Collected data:
# # # # # # #

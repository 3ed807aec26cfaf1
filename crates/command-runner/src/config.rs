//! Runner configuration and the process-wide default backend

use crate::backend::BackendKind;
use crate::command::Environment;
use crate::error::Result;
use crate::interpolate::MissingValues;
use crate::options::Options;
use serde::{Deserialize, Serialize};
use std::path::Path;

/// Serializable runner settings
///
/// ```json
/// { "backend": "spawn", "missing_values": "fail", "unsafe": false, "env": { "LANG": "C" } }
/// ```
///
/// Every field is optional.
#[derive(Debug, Clone, Default, PartialEq, Eq, Serialize, Deserialize)]
#[serde(default)]
pub struct RunnerConfig {
    /// Backend to use instead of the process-wide default
    pub backend: Option<BackendKind>,
    /// How placeholders without a value are handled
    pub missing_values: MissingValues,
    /// Run every invocation as a shell line
    #[serde(rename = "unsafe")]
    pub unsafe_line: bool,
    /// Environment added to every invocation
    pub env: Environment,
}

impl RunnerConfig {
    /// Parse a configuration from JSON text
    pub fn from_json_str(json: &str) -> Result<Self> {
        Ok(serde_json::from_str(json)?)
    }

    /// Read and parse a JSON configuration file
    pub fn from_json_file(path: impl AsRef<Path>) -> Result<Self> {
        let text = std::fs::read_to_string(path)?;
        Self::from_json_str(&text)
    }

    /// The default options these settings describe
    pub fn options(&self) -> Options {
        Options {
            unsafe_line: self.unsafe_line,
            env: self.env.clone(),
            ..Options::default()
        }
    }

    /// The configured backend, instantiated; `None` when the process-wide
    /// default applies
    pub fn backend(&self) -> Result<Option<std::sync::Arc<dyn crate::backend::Backend>>> {
        self.backend.map(BackendKind::instantiate).transpose()
    }
}

/// The process-wide default backend.
///
/// Runners without a backend of their own use [`backend`]. Unless one was
/// installed with [`set_backend`], it is the best available backend, picked
/// on first use and cached. Changing availability overrides with
/// [`set_available`] drops a cached pick; an installed backend stays until
/// [`reset`].
pub mod defaults {
    use crate::backend::{Availability, Backend, BackendKind, best_backend_with};
    use crate::error::Result;
    use std::sync::{Arc, PoisonError, RwLock};
    use tracing::debug;

    struct State {
        backend: Option<Arc<dyn Backend>>,
        explicit: bool,
        availability: Availability,
    }

    static STATE: RwLock<State> = RwLock::new(State {
        backend: None,
        explicit: false,
        availability: Availability::new(),
    });

    /// The default backend, selecting and caching one if needed
    pub fn backend() -> Result<Arc<dyn Backend>> {
        if let Some(backend) = &STATE.read().unwrap_or_else(PoisonError::into_inner).backend {
            return Ok(backend.clone());
        }

        let mut state = STATE.write().unwrap_or_else(PoisonError::into_inner);
        // Another thread may have selected one in between
        if let Some(backend) = &state.backend {
            return Ok(backend.clone());
        }
        let backend = best_backend_with(&state.availability)?;
        state.backend = Some(backend.clone());
        Ok(backend)
    }

    /// Install `backend` as the default until [`reset`]
    pub fn set_backend(backend: Arc<dyn Backend>) {
        debug!(backend = %backend.kind(), "installing default backend");
        let mut state = STATE.write().unwrap_or_else(PoisonError::into_inner);
        state.backend = Some(backend);
        state.explicit = true;
    }

    /// Override the availability of one backend kind
    pub fn set_available(kind: BackendKind, available: bool) {
        let mut state = STATE.write().unwrap_or_else(PoisonError::into_inner);
        state.availability.set(kind, available);
        if !state.explicit {
            state.backend = None;
        }
        debug!(backend = %kind, available, "availability override changed");
    }

    /// The current availability overrides
    pub fn availability() -> Availability {
        STATE
            .read()
            .unwrap_or_else(PoisonError::into_inner)
            .availability
            .clone()
    }

    /// The best available backend under the current overrides, never cached
    pub fn best_backend() -> Result<Arc<dyn Backend>> {
        best_backend_with(&availability())
    }

    /// Forget the installed backend, the cached pick and all overrides
    pub fn reset() {
        let mut state = STATE.write().unwrap_or_else(PoisonError::into_inner);
        state.backend = None;
        state.explicit = false;
        state.availability.clear();
        debug!("default backend reset");
    }
}

#[cfg(test)]
mod tests {
    use super::*;

    #[test]
    fn test_parse_full_config() {
        let config = RunnerConfig::from_json_str(
            r#"{"backend": "backticks", "missing_values": "fail", "unsafe": true, "env": {"LANG": "C"}}"#,
        )
        .unwrap();

        assert_eq!(config.backend, Some(BackendKind::Backticks));
        assert_eq!(config.missing_values, MissingValues::Fail);
        assert!(config.unsafe_line);

        let options = config.options();
        assert!(options.unsafe_line);
        assert_eq!(options.env.get("LANG").map(String::as_str), Some("C"));
        assert_eq!(config.backend().unwrap().unwrap().kind(), BackendKind::Backticks);
    }

    #[test]
    fn test_empty_config_uses_defaults() {
        let config = RunnerConfig::from_json_str("{}").unwrap();
        assert_eq!(config, RunnerConfig::default());
        assert_eq!(config.missing_values, MissingValues::Literal);
        assert!(config.backend().unwrap().is_none());
    }

    #[test]
    fn test_invalid_config() {
        let err = RunnerConfig::from_json_str(r#"{"backend": "telnet"}"#).unwrap_err();
        assert!(matches!(err, crate::Error::Config(_)));
    }

    #[test]
    fn test_config_from_file() {
        let dir = tempfile::tempdir().unwrap();
        let path = dir.path().join("runner.json");
        std::fs::write(&path, r#"{"backend": "fake"}"#).unwrap();

        let config = RunnerConfig::from_json_file(&path).unwrap();
        assert_eq!(config.backend, Some(BackendKind::Fake));
    }
}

# # # # # # #

- **WHAT THE TASK REQUIRES**: Quote in full each line from the top of the records above through the line with "field is optional."; stop after that line.

- **EXERCISE SOLUTION**:
repository 3ed807aec26cfaf1
filename crates/command-runner/src/config.rs
//! Runner configuration and the process-wide default backend

use crate::backend::BackendKind;
use crate::command::Environment;
use crate::error::Result;
use crate::interpolate::MissingValues;
use crate::options::Options;
use serde::{Deserialize, Serialize};
use std::path::Path;

/// Serializable runner settings
///
/// ```json
/// { "backend": "spawn", "missing_values": "fail", "unsafe": false, "env": { "LANG": "C" } }
/// ```
///
/// Every field is optional.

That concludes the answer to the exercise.